In York, the number of people seeking work was almost half the figure it was a year ago with 2,697 residents searching for jobs, as of November 20, 2021. Among those, 438 were 18 to 24-year-olds.

In November 2000, those figures were 4,660 and 960 respectively.

In Ryedale, there were 677 people looking for work, including 67 aged 18 to 24, in November 2021.

This was down from 1,102 - of whom 186 were aged 18 to 24 - in November 2020, according to York Job Centre.

The data from the Alternative Claimant Count (ACC) show people in the searching-for-work group, including those claiming Universal Credit who are required to look for work, or additional work, and who are on council tax / housing benefit relief.

Wendy Mangan, employer and partnership manager for York Job Centre, said the figures were very positive.

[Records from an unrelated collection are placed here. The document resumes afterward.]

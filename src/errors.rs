use std::fmt;

use actix_web::{
    error::ResponseError,
    http::{header::{self, ContentType}, StatusCode},
    HttpResponse
};
use jsonwebtoken::errors::{ErrorKind, Error as JwtError};
use derive_more::Display;
use serde::Serialize;
use validator::ValidationErrors;

pub const RELAY_NOT_CONFIGURED: &str = "Email service is not configured. Please contact via social links.";
pub const RELAY_DELIVERY_FAILED: &str = "Failed to send message. Please try again or contact via social links.";

#[derive(Debug)]
pub enum AppError {
    ValidationError(Vec<FieldError>),
    NotFound(String),
    MissingDocument { message: String, redirect: String },
    StoreUnavailable(String),
    ConfigMissing(String),
    RelayFailed(String),
    UnauthorizedAccess,
    ForbiddenAccess,
    InternalError(String),
}

impl fmt::Display for AppError {
    fn fmt(&self, f: &mut fmt::Formatter<'_>) -> fmt::Result {
        match self {
            AppError::ValidationError(errors) => {
                let messages = errors.iter()
                    .map(|e| format!("{}:{}", e.field, e.message))
                    .collect::<Vec<_>>()
                    .join(", ");
                write!(f, "validation error: {}", messages)
            }
            AppError::NotFound(msg) => write!(f, "Not found: {}", msg),
            AppError::MissingDocument { message, .. } => write!(f, "Not found: {}", message),
            AppError::StoreUnavailable(msg) => write!(f, "Content store unavailable: {}", msg),
            AppError::ConfigMissing(msg) => write!(f, "{}", msg),
            AppError::RelayFailed(msg) => write!(f, "{}", msg),
            AppError::UnauthorizedAccess => write!(f, "Unauthorized access"),
            AppError::ForbiddenAccess => write!(f, "Forbidden access"),
            AppError::InternalError(msg) => write!(f, "Internal server error: {}", msg)
        }
    }
}

impl ResponseError for AppError {
    fn error_response(&self) -> HttpResponse {
        let mut builder = HttpResponse::build(self.status_code());
        builder.insert_header(ContentType::json());

        let body = match self {
            AppError::ValidationError(errors) => {
                serde_json::json!({
                    "error": "Validation failed",
                    "details": errors
                })
            }
            AppError::MissingDocument { redirect, .. } => {
                builder.insert_header((header::LOCATION, redirect.as_str()));
                serde_json::json!({
                    "error": self.to_string(),
                    "redirect": redirect
                })
            }
            _ => {
                serde_json::json!({"error": self.to_string()})
            }
        };
        builder.json(body)
    }

    fn status_code(&self) -> StatusCode {
        match self {
            AppError::ValidationError(_) => StatusCode::BAD_REQUEST,
            AppError::NotFound(_) => StatusCode::NOT_FOUND,
            AppError::MissingDocument { .. } => StatusCode::NOT_FOUND,
            AppError::StoreUnavailable(_) => StatusCode::SERVICE_UNAVAILABLE,
            AppError::ConfigMissing(_) => StatusCode::SERVICE_UNAVAILABLE,
            AppError::RelayFailed(_) => StatusCode::BAD_GATEWAY,
            AppError::UnauthorizedAccess => StatusCode::UNAUTHORIZED,
            AppError::ForbiddenAccess => StatusCode::FORBIDDEN,
            AppError::InternalError(_) => StatusCode::INTERNAL_SERVER_ERROR,
        }
    }
}

impl From<ValidationErrors> for AppError {
    fn from(errors: ValidationErrors) -> Self {
        let mut field_errors: Vec<FieldError> = errors
            .field_errors()
            .iter()
            .flat_map(|(field, errors)| {
                errors.iter().map(|e| FieldError {
                    field: field.to_string(),
                    message: e
                        .message
                        .as_ref()
                        .map(|s| s.to_string())
                        .unwrap_or_else(|| "Invalid value".to_string()),
                })
            })
            .collect();
        field_errors.sort_by(|a, b| a.field.cmp(&b.field));

        AppError::ValidationError(field_errors)
    }
}

impl AppError {
    pub fn to_http_response(&self) -> HttpResponse {
        self.error_response()
    }

    /// Turns a store-level `NotFound` into a response that sends the caller
    /// back to the list view.
    pub fn redirect_missing(self, message: &str, redirect: &str) -> Self {
        match self {
            AppError::NotFound(_) => AppError::MissingDocument {
                message: message.to_string(),
                redirect: redirect.to_string(),
            },
            other => other,
        }
    }
}

impl From<StoreError> for AppError {
    fn from(err: StoreError) -> Self {
        match err {
            StoreError::NotFound => AppError::NotFound("Document not found".into()),
            StoreError::Unavailable(msg) => AppError::StoreUnavailable(msg),
            StoreError::Malformed(msg) => AppError::InternalError(format!("Malformed document: {}", msg)),
        }
    }
}

impl From<anyhow::Error> for AppError {
    fn from(err: anyhow::Error) -> Self {
        AppError::InternalError(err.to_string())
    }
}

impl From<PasswordError> for AppError {
    fn from(err: PasswordError) -> Self {
        AppError::InternalError(err.to_string())
    }
}

impl From<RelayError> for AppError {
    fn from(err: RelayError) -> Self {
        tracing::warn!("Contact relay failed: {}", err);
        AppError::RelayFailed(RELAY_DELIVERY_FAILED.to_string())
    }
}

#[derive(Debug, Display, PartialEq)]
pub enum AuthError {
    #[display("Invalid token")]
    InvalidToken,

    #[display("Invalid email or password")]
    WrongCredentials,

    #[display("Too many attempts. Please try again later.")]
    TooManyAttempts,

    #[display("Token creation error")]
    TokenCreation,

    #[display("Token expired")]
    TokenExpired,

    #[display("Token revoked")]
    TokenRevoked,

    #[display("Missing credentials")]
    MissingCredentials,

    #[display("OAuth provider rejected the sign-in: {_0}")]
    OAuthRejected(String),

    #[display("Forbidden: {_0}")]
    Forbidden(String),
}

impl AuthError {
    pub fn to_http_response(&self) -> HttpResponse {
        self.error_response()
    }
}

impl ResponseError for AuthError {
    fn error_response(&self) -> HttpResponse {
        let error_message = match self {
            AuthError::TokenExpired => "Token has expired".to_string(),
            _ => self.to_string(),
        };
        HttpResponse::build(self.status_code())
            .json(serde_json::json!({"error": error_message}))
    }

    fn status_code(&self) -> StatusCode {
        match *self {
            AuthError::InvalidToken => StatusCode::UNAUTHORIZED,
            AuthError::WrongCredentials => StatusCode::UNAUTHORIZED,
            AuthError::TooManyAttempts => StatusCode::TOO_MANY_REQUESTS,
            AuthError::TokenCreation => StatusCode::INTERNAL_SERVER_ERROR,
            AuthError::TokenExpired => StatusCode::UNAUTHORIZED,
            AuthError::TokenRevoked => StatusCode::UNAUTHORIZED,
            AuthError::MissingCredentials => StatusCode::BAD_REQUEST,
            AuthError::OAuthRejected(_) => StatusCode::UNAUTHORIZED,
            AuthError::Forbidden(_) => StatusCode::FORBIDDEN,
        }
    }
}

impl From<JwtError> for AuthError {
    fn from(e: JwtError) -> Self {
        match e.kind() {
            ErrorKind::ExpiredSignature => AuthError::TokenExpired,
            _ => AuthError::InvalidToken,
        }
    }
}

impl From<ValidationErrors> for AuthError {
    fn from(_: ValidationErrors) -> Self {
        AuthError::MissingCredentials
    }
}

#[derive(Debug, Display)]
pub enum PasswordError {
    #[display("Invalid password parameters: {_0}")]
    InvalidParameters(String),

    #[display("Password hashing failed: {_0}")]
    HashingError(String),

    #[display("Invalid password hash format: {_0}")]
    InvalidHashFormat(String),

    #[display("Password verification failed: {_0}")]
    VerificationError(String),
}

/// Failures reported by a [`crate::repositories::document_store::DocumentStore`].
#[derive(Debug, Display, Clone, PartialEq)]
pub enum StoreError {
    #[display("Document not found")]
    NotFound,

    #[display("Store unavailable: {_0}")]
    Unavailable(String),

    #[display("Malformed document: {_0}")]
    Malformed(String),
}

impl From<sqlx::Error> for StoreError {
    fn from(err: sqlx::Error) -> Self {
        match err {
            sqlx::Error::RowNotFound => StoreError::NotFound,
            sqlx::Error::ColumnDecode { .. } | sqlx::Error::Decode(_) => StoreError::Malformed(err.to_string()),
            _ => StoreError::Unavailable(err.to_string()),
        }
    }
}

#[derive(Debug, Display)]
pub enum RelayError {
    #[display("Relay request failed: {_0}")]
    Transport(String),

    #[display("Relay rejected the message ({_0}): {_1}")]
    Rejected(u16, String),
}

impl From<reqwest::Error> for RelayError {
    fn from(err: reqwest::Error) -> Self {
        RelayError::Transport(err.to_string())
    }
}

#[derive(Debug, Serialize)]
pub struct FieldError {
    pub field: String,
    pub message: String,
}

#[cfg(test)]
mod tests {
    use super::*;
    use actix_web::body::to_bytes;

    #[actix_rt::test]
    async fn missing_document_carries_redirect() {
        let err = AppError::NotFound("gone".into()).redirect_missing("Post not found", "/blog");
        let response = err.error_response();

        assert_eq!(response.status(), StatusCode::NOT_FOUND);
        assert_eq!(response.headers().get(header::LOCATION).unwrap(), "/blog");

        let body = to_bytes(response.into_body()).await.unwrap();
        let json: serde_json::Value = serde_json::from_slice(&body).unwrap();
        assert_eq!(json["redirect"], "/blog");
        assert_eq!(json["error"], "Not found: Post not found");
    }

    #[actix_rt::test]
    async fn auth_errors_render_json_with_status() {
        let response = AuthError::TooManyAttempts.to_http_response();
        assert_eq!(response.status(), StatusCode::TOO_MANY_REQUESTS);

        let body = to_bytes(response.into_body()).await.unwrap();
        let json: serde_json::Value = serde_json::from_slice(&body).unwrap();
        assert_eq!(json["error"], "Too many attempts. Please try again later.");

        assert_eq!(AuthError::WrongCredentials.to_http_response().status(), StatusCode::UNAUTHORIZED);
    }

    #[test]
    fn redirect_missing_keeps_other_errors() {
        let err = AppError::StoreUnavailable("down".into()).redirect_missing("Post not found", "/blog");
        assert!(matches!(err, AppError::StoreUnavailable(_)));
    }

    #[test]
    fn store_errors_map_to_taxonomy() {
        assert!(matches!(AppError::from(StoreError::NotFound), AppError::NotFound(_)));
        assert!(matches!(
            AppError::from(StoreError::Unavailable("timeout".into())),
            AppError::StoreUnavailable(_)
        ));
    }

    #[test]
    fn config_missing_is_service_unavailable() {
        let err = AppError::ConfigMissing(RELAY_NOT_CONFIGURED.into());
        assert_eq!(err.status_code(), StatusCode::SERVICE_UNAVAILABLE);
        assert_eq!(err.to_string(), RELAY_NOT_CONFIGURED);
    }

    #[test]
    fn throttled_login_is_429() {
        assert_eq!(AuthError::TooManyAttempts.status_code(), StatusCode::TOO_MANY_REQUESTS);
        assert_eq!(AuthError::WrongCredentials.to_string(), "Invalid email or password");
    }
}
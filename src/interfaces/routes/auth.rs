use actix_web::web;

use crate::handlers::auth;

pub fn config_routes(cfg: &mut web::ServiceConfig) {
    cfg.service(
        web::scope("/auth")
            .service(auth::login)
            .service(auth::oauth_sign_in)
            .service(auth::logout)
            .service(auth::current_session)
    );
}
pub mod postgres;
use actix_web::web;

use crate::handlers::contact::submit_contact;

pub fn config_routes(cfg: &mut web::ServiceConfig) {
    cfg.service(submit_contact);
}
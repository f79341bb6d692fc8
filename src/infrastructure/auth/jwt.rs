use jsonwebtoken::{encode, Header, decode, Validation, TokenData, Algorithm};
use chrono::{Utc, Duration};
use uuid::Uuid;
use crate::entities::token::{Claims, Identity};
use crate::repositories::token::TokenServiceRepository;
use crate::settings::{AppConfig, JwtKeys};
use crate::errors::AuthError;

const JWT_ALGORITHM: Algorithm = Algorithm::HS512;

#[derive(Clone)]
pub struct JwtService {
    keys: JwtKeys,
    expiration: Duration,
}

impl JwtService {
    pub fn new(config: &AppConfig) -> Self {
        JwtService {
            keys: JwtKeys::from(config),
            expiration: Duration::minutes(config.jwt_expiration_minutes),
        }
    }

    /// Session lifetime in seconds, reported to clients as `expires_in`.
    pub fn expires_in(&self) -> i64 {
        self.expiration.num_seconds()
    }

    pub fn create_jwt(&self, identity: &Identity) -> Result<String, AuthError> {
        let now = Utc::now();
        let exp = (now + self.expiration).timestamp() as usize;

        let claims = Claims {
            sub: identity.uid.clone(),
            email: identity.email.clone(),
            name: identity.name.clone(),
            picture: identity.picture.clone(),
            admin: identity.admin,
            jti: Uuid::new_v4().to_string(),
            exp,
            iat: now.timestamp() as usize,
        };

        encode(&Header::new(JWT_ALGORITHM), &claims, &self.keys.encoding).map_err(AuthError::from)
    }

    pub fn decode_jwt(&self, token: &str) -> Result<TokenData<Claims>, AuthError> {
        let mut validation = Validation::new(JWT_ALGORITHM);
        validation.validate_exp = true;
        validation.leeway = 0;

        decode::<Claims>(
            token,
            &self.keys.decoding,
            &validation
        )
        .map_err(AuthError::from)
    }
}

impl TokenServiceRepository for JwtService {
    fn create_jwt(&self, identity: &Identity) -> Result<String, AuthError> {
        self.create_jwt(identity)
    }

    fn decode_jwt(&self, token: &str) -> Result<TokenData<Claims>, AuthError> {
        self.decode_jwt(token)
    }

    fn expires_in(&self) -> i64 {
        self.expires_in()
    }
}
pub mod auth;
pub mod contact;
pub mod extractors;
pub mod guestbook;
pub mod posts;
pub mod projects;
use actix_web::{get, web, HttpResponse, Responder};
use serde::Serialize;
use tracing::instrument;

use crate::{
    entities::{post::PostStats, project::ProjectStats},
    errors::AppError,
    use_cases::extractors::AdminSession,
    AppState,
};

#[derive(Debug, Serialize)]
struct DashboardResponse {
    message: String,
    posts: PostStats,
    projects: ProjectStats,
}

#[get("/dashboard")]
#[instrument(skip(admin, state))]
pub async fn admin_dashboard(
    admin: AdminSession,
    state: web::Data<AppState>
) -> Result<impl Responder, AppError> {
    let posts = state.post_handler.post_stats().await?;
    let projects = state.project_handler.project_stats().await?;

    Ok(HttpResponse::Ok().json(DashboardResponse {
        message: format!("Welcome back, {}", admin.0.display_name()),
        posts,
        projects,
    }))
}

“The new year has focussed our attention on recruiting for the key industries where the workforce has been depleted by the pandemic.“Working in partnership with local employers in the care and hospitality sectors has given us the push to target their needs by tailoring our recruitment and support practices, whether that’s through the Kickstart scheme, or directly at the jobcentre.”

In Selby, these figures were 1,335, including 204 young people, in 2021, compared to 2,110 (382 young people).

In Harrogate, the ACC figure for November 2021 was 2,020, of whom 260 were young people, compared to 3,450 the previous year, when 567 young people were searching for employment.

Nationally, the number of UK payrolled workers jumped in December by a record 184,000 month on month, or 0.6 per cent, to 29.5 million, according to the Office for National Statistics (ONS).

In the three months to November, the unemployment rate fell back almost to where it was pre-Covid, to 4.1 per cent from 4.2 per cent in the previous quarter and close to the four per cent level seen in the last pre-pandemic quarter.

The ONS said the number of people employed is now 409,000, or 1.4 per cent, above the levels seen before Covid.

But soaring prices on household finances have taken their toll, with wages falling in November for the first time in more than a year.

Darren Morgan, of the ONS, said: “New survey figures show that, in the three months to November, the unemployment rate fell back almost to where it was before Covid-19 hit, and those reporting they’d recently been made redundant fell to their lowest since records began more than a quarter of a century ago.

“However, while job vacancies reached a new high in the last quarter of 2021, they are now growing more slowly than they were last summer.”